July 30, 2025 | 7 minute read
Design Education in Crisis: The Transition from Skills to Knowledge
by Jacques R. Giard
What I read
In this article, the author indicates that industrial design education, at the time of writing, was focused explicitly on skill acquisition rather than knowledge acquisition, and this is problematic.
First, the author provides a short history of the roots of industrial design, beginning with a “confrontation between the Arts and Crafts Movement, with its enchantment for a humanistic quality in everyday objects, and the Industrial Revolution, with its bias towards the mass production of almost anything.” This confrontation was resolved positively, leading to industrial design. Industrial design was then taught in schools like the Bauhaus, and in fine arts programs. Students took a hands-on approach to learning, with a focus on skill acquisition. This educational model was “given the context of both time and culture, an appropriate one,” and the crafts were eliminated.
Industrial progress increased the need for a theoretical basis for industrial design, including knowledge of human factors, materials, and “technology in general.” The use of computers replaced the use of machines. The author points out that industrial design education has not changed to match, and this is the basis of his argument: “schools continue to function in a fine arts environment,” and graduate school is just an extension of undergraduate education. He describes this as a crisis. He also describes that postmodernism is a problem, although does not relate this problem to the earlier crisis.
The author describes that industrial design has knowledge that can be quantified and described, rather than evaluated, but conferences do not focus on this form of knowledge production. Science, however, is a form of description without evaluation, and is a good model for how we should approach the field of industrial design, because “rarely is oxygen referred to as nice or nasty.” The author proposes a new direction that has a “descriptive ideology as its premise,” based on three principles: recognition that industrial design has a body of knowledge, that it will emerge from a science-like exploration, and that this new direction will manifest at different times in the career of a designer.

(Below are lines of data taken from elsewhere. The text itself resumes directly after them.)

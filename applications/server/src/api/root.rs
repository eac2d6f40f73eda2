/// Root route
use chrono::Local;

/// GET / - current server time as plain text
pub async fn now() -> String {
    Local::now().to_rfc3339()
}
use serde::Deserialize;

use crate::build_conf::DeployConfig;

/// Lifetime of an upload token, matching the storage SDK default
pub const DEFAULT_TOKEN_TTL_SECS: i64 = 3600;

/// What the storage service reports for a stored object
#[derive(Debug, Clone, PartialEq, Eq, Deserialize)]
pub struct UploadReceipt {
    pub key: String,
    pub hash: String,
}

/// Settings for the form uploader.
///
/// Upload hosts are always explicit; the zone discovery service is never queried.
#[derive(Debug, Clone)]
pub struct UploaderConfig {
    pub upload_hosts: Vec<String>,
    pub token_ttl_secs: i64,
}

impl UploaderConfig {
    #[must_use]
    pub fn new(upload_hosts: Vec<String>) -> Self {
        Self {
            upload_hosts,
            token_ttl_secs: DEFAULT_TOKEN_TTL_SECS,
        }
    }

    /// Host list from the build config, replaced wholesale by `overrides` when non-empty
    #[must_use]
    pub fn from_deploy_config(config: &DeployConfig, overrides: &[String]) -> Self {
        if overrides.is_empty() {
            Self::new(config.upload_hosts.clone())
        } else {
            Self::new(overrides.to_vec())
        }
    }
}
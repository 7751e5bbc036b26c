use regex::Regex;
use std::sync::LazyLock;

/// Naming convention of source maps emitted by the build.
pub const SOURCE_MAP_PATTERN: &str = r"\.map$";

static SOURCE_MAP_RE: LazyLock<Regex> = LazyLock::new(|| {
    // literal pattern, always compiles
    Regex::new(SOURCE_MAP_PATTERN).unwrap()
});

/// Source maps stay out of the production bucket.
#[must_use]
pub fn is_source_map(path: &str) -> bool {
    SOURCE_MAP_RE.is_match(path)
}
//! Upload of a build's distribution directory to the configured bucket.

pub mod report;

pub use report::{FileOutcome, FileStatus, UploadReport};

use std::fmt;
use std::path::{Path, PathBuf};

use futures::{StreamExt, stream};

use crate::build_conf::{self, BuildConfig, DeployConfig};
use crate::errors::Result;
use crate::interfaces::Uploader;
use crate::sourcemap::is_source_map;
use crate::upload::Credentials;
use crate::utils::upload_logger::UploadLogger;
use crate::utils::url_utils::object_key;
use crate::walk_dirs::get_all_files;

/// Progress of a run. Only ever moves forward.
#[derive(Debug, Clone, Copy, PartialEq, Eq)]
pub enum DeployPhase {
    Idle,
    ConfigLoading,
    Enumerating,
    Uploading,
    Done,
    Failed,
}

impl fmt::Display for DeployPhase {
    fn fmt(&self, f: &mut fmt::Formatter<'_>) -> fmt::Result {
        let name = match self {
            DeployPhase::Idle => "idle",
            DeployPhase::ConfigLoading => "config-loading",
            DeployPhase::Enumerating => "enumerating",
            DeployPhase::Uploading => "uploading",
            DeployPhase::Done => "done",
            DeployPhase::Failed => "failed",
        };
        f.write_str(name)
    }
}

/// Knobs for a run that do not live in the build config
#[derive(Debug, Clone, Default)]
pub struct UploadOptions {
    pub build_root: PathBuf,
    /// Defaults to `<build_root>/build-config.json`
    pub build_config: Option<PathBuf>,
    /// Replaces the configured upload hosts when non-empty
    pub upload_hosts: Vec<String>,
    /// Max uploads in flight; `None` dispatches everything at once
    pub concurrency: Option<usize>,
}

impl UploadOptions {
    #[must_use]
    pub fn new(build_root: impl Into<PathBuf>) -> Self {
        Self {
            build_root: build_root.into(),
            ..Default::default()
        }
    }

    #[must_use]
    pub fn config_path(&self) -> PathBuf {
        self.build_config
            .clone()
            .unwrap_or_else(|| build_conf::default_config_path(&self.build_root))
    }
}

/// Everything needed to upload one distribution directory
#[derive(Debug)]
pub struct UploadJob {
    pub dist_path: PathBuf,
    pub prefix: String,
    pub bucket: String,
    pub credentials: Credentials,
    pub files: Vec<String>,
}

impl UploadJob {
    /// Resolve paths and credentials from the config, then enumerate the dist directory.
    ///
    /// # Errors
    ///
    /// Returns a filesystem error if the dist directory cannot be walked.
    pub fn prepare(
        build_root: &Path,
        config: &BuildConfig,
        deploy: &DeployConfig,
        logger: &dyn UploadLogger,
    ) -> Result<Self> {
        let dist_path = config.dist_path(build_root);
        let dist_path = std::path::absolute(&dist_path).unwrap_or(dist_path);
        let prefix = config.key_prefix();
        let credentials = Credentials::from(deploy);

        set_phase(logger, DeployPhase::Enumerating);
        logger.info(&format!("Scanning {}", dist_path.display()));
        let files = get_all_files(&dist_path)?;
        logger.info(&format!(
            "Found {} files, key prefix '{}', bucket '{}'",
            files.len(),
            prefix,
            deploy.bucket
        ));

        Ok(Self {
            dist_path,
            prefix,
            bucket: deploy.bucket.clone(),
            credentials,
            files,
        })
    }

    /// Upload every file, skipping source maps. All uploads run to completion;
    /// failures are recorded in the report rather than stopping siblings.
    pub async fn run(
        &self,
        uploader: &dyn Uploader,
        logger: &dyn UploadLogger,
        concurrency: Option<usize>,
    ) -> UploadReport {
        set_phase(logger, DeployPhase::Uploading);

        let limit = concurrency.unwrap_or(self.files.len()).max(1);
        let tasks = self
            .files
            .iter()
            .enumerate()
            .map(|(idx, relative)| async move {
                (idx, self.upload_one(relative, uploader, logger).await)
            });

        let completed: Vec<(usize, FileOutcome)> =
            stream::iter(tasks).buffer_unordered(limit).collect().await;

        UploadReport::from_completed(completed)
    }

    async fn upload_one(
        &self,
        relative: &str,
        uploader: &dyn Uploader,
        logger: &dyn UploadLogger,
    ) -> FileOutcome {
        let local_path = self.dist_path.join(relative);
        let key = object_key(&self.prefix, relative);
        let shown = local_path.display().to_string();

        let status = if is_source_map(&shown) {
            logger.normal(&format!("[IGNORE] {shown}"));
            FileStatus::Ignored
        } else {
            match uploader
                .upload(&local_path, &self.bucket, &key, &self.credentials)
                .await
            {
                Ok(receipt) => {
                    logger.normal(&format!("[UPLOAD] {shown} -> {key}"));
                    FileStatus::Uploaded(receipt)
                }
                Err(e) => {
                    logger.debug(&format!("upload of {shown} -> {key} failed: {e}"));
                    FileStatus::Failed(e)
                }
            }
        };

        FileOutcome {
            relative_path: relative.to_string(),
            local_path,
            key,
            status,
        }
    }
}

fn set_phase(logger: &dyn UploadLogger, phase: DeployPhase) {
    logger.debug(&format!("phase: {phase}"));
}

/// Run the whole pipeline with an uploader built from the validated deploy config.
///
/// Config and enumeration errors abort before any upload. Upload failures do not;
/// they are returned inside the report.
///
/// # Errors
///
/// Returns an error if the config is missing or invalid, the uploader cannot be
/// built, or the dist directory cannot be walked.
pub async fn upload_with<U, F>(
    options: &UploadOptions,
    logger: &dyn UploadLogger,
    make_uploader: F,
) -> Result<UploadReport>
where
    U: Uploader,
    F: FnOnce(&DeployConfig) -> Result<U>,
{
    set_phase(logger, DeployPhase::Idle);
    let outcome = prepare_and_run(options, logger, make_uploader).await;
    match &outcome {
        Ok(report) if report.is_success() => set_phase(logger, DeployPhase::Done),
        _ => set_phase(logger, DeployPhase::Failed),
    }
    outcome
}

async fn prepare_and_run<U, F>(
    options: &UploadOptions,
    logger: &dyn UploadLogger,
    make_uploader: F,
) -> Result<UploadReport>
where
    U: Uploader,
    F: FnOnce(&DeployConfig) -> Result<U>,
{
    set_phase(logger, DeployPhase::ConfigLoading);
    let config_path = options.config_path();
    logger.info(&format!("Using build config {}", config_path.display()));
    let config = build_conf::find(&config_path)?;
    let deploy = config.deploy_config()?;
    let uploader = make_uploader(&deploy)?;

    let job = UploadJob::prepare(&options.build_root, &config, &deploy, logger)?;
    Ok(job.run(&uploader, logger, options.concurrency).await)
}
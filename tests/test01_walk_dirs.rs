use std::fs;
use std::path::Path;

use dist_uploader::errors::DeployError;
use dist_uploader::walk_dirs::get_all_files;
use tempfile::TempDir;

fn touch(root: &Path, rel: &str) {
    let path = root.join(rel);
    fs::create_dir_all(path.parent().unwrap()).unwrap();
    fs::write(path, rel.as_bytes()).unwrap();
}

#[test]
fn test_lists_nested_files_relative_to_root() -> Result<(), Box<dyn std::error::Error>> {
    let dir = TempDir::new()?;
    touch(dir.path(), "index.html");
    touch(dir.path(), "static/js/app.js");
    touch(dir.path(), "static/js/app.js.map");
    touch(dir.path(), "static/css/main.css");
    fs::create_dir_all(dir.path().join("empty/nested"))?;

    let mut files = get_all_files(dir.path())?;
    files.sort();

    assert_eq!(
        files,
        vec![
            "index.html",
            "static/css/main.css",
            "static/js/app.js",
            "static/js/app.js.map",
        ]
    );
    Ok(())
}

#[test]
fn test_empty_dir_yields_nothing() -> Result<(), Box<dyn std::error::Error>> {
    let dir = TempDir::new()?;
    assert!(get_all_files(dir.path())?.is_empty());
    Ok(())
}

#[test]
fn test_missing_root_is_filesystem_error() {
    let dir = TempDir::new().unwrap();
    let missing = dir.path().join("dist");

    match get_all_files(&missing) {
        Err(DeployError::Filesystem { path, .. }) => assert_eq!(path, missing),
        other => panic!("expected filesystem error, got {other:?}"),
    }
}

#[test]
fn test_regular_file_root_is_filesystem_error() {
    let dir = TempDir::new().unwrap();
    let not_a_dir = dir.path().join("dist");
    fs::write(&not_a_dir, "oops").unwrap();

    match get_all_files(&not_a_dir) {
        Err(DeployError::Filesystem { path, source }) => {
            assert_eq!(path, not_a_dir);
            assert_eq!(source.kind(), std::io::ErrorKind::NotADirectory);
        }
        other => panic!("expected filesystem error, got {other:?}"),
    }
}

#[cfg(target_os = "linux")]
#[test]
fn test_non_utf8_file_name_is_filesystem_error() {
    use std::ffi::OsStr;
    use std::os::unix::ffi::OsStrExt;

    let dir = TempDir::new().unwrap();
    touch(dir.path(), "ok.js");
    let bad = dir.path().join(OsStr::from_bytes(b"bad\xff.js"));
    fs::write(&bad, "x").unwrap();

    match get_all_files(dir.path()) {
        Err(DeployError::Filesystem { path, source }) => {
            assert_eq!(path, bad);
            assert_eq!(source.kind(), std::io::ErrorKind::InvalidData);
        }
        other => panic!("expected filesystem error, got {other:?}"),
    }
}

#[cfg(unix)]
#[test]
fn test_symlinks_are_not_listed() -> Result<(), Box<dyn std::error::Error>> {
    let dir = TempDir::new()?;
    touch(dir.path(), "real.js");
    std::os::unix::fs::symlink(dir.path().join("real.js"), dir.path().join("link.js"))?;

    assert_eq!(get_all_files(dir.path())?, vec!["real.js"]);
    Ok(())
}

#[cfg(unix)]
#[test]
fn test_unreadable_subdir_aborts_walk() -> Result<(), Box<dyn std::error::Error>> {
    use std::os::unix::fs::PermissionsExt;

    let dir = TempDir::new()?;
    touch(dir.path(), "a.js");
    touch(dir.path(), "locked/secret.js");
    let locked = dir.path().join("locked");
    fs::set_permissions(&locked, fs::Permissions::from_mode(0o000))?;

    // root ignores permission bits; nothing to assert in that case
    let readable_anyway = fs::read_dir(&locked).is_ok();
    let result = get_all_files(dir.path());
    fs::set_permissions(&locked, fs::Permissions::from_mode(0o755))?;

    if !readable_anyway {
        assert!(matches!(result, Err(DeployError::Filesystem { .. })));
    }
    Ok(())
}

Finally, the author compares the current state of industrial design, and its relationship with skills, to the split between surgeons and barbers, in the Middle Ages.
What I learned and what I think
This article was published in 1990, in the seventh volume of Design Issues. My largest takeaway is the overwhelming need we seem to have as a profession to reflect on our profession. Do accountants do this? Do lawyers? Is there something just fundamentally different about designers that makes us constantly talk about the crisis of our profession? I probably have contributed to this: I feel like throughout my own profession, I’ve spent an awful lot of time thinking about what’s wrong with it. I’m doing it right now! (except that this counts more, in the spirit of a PhD…)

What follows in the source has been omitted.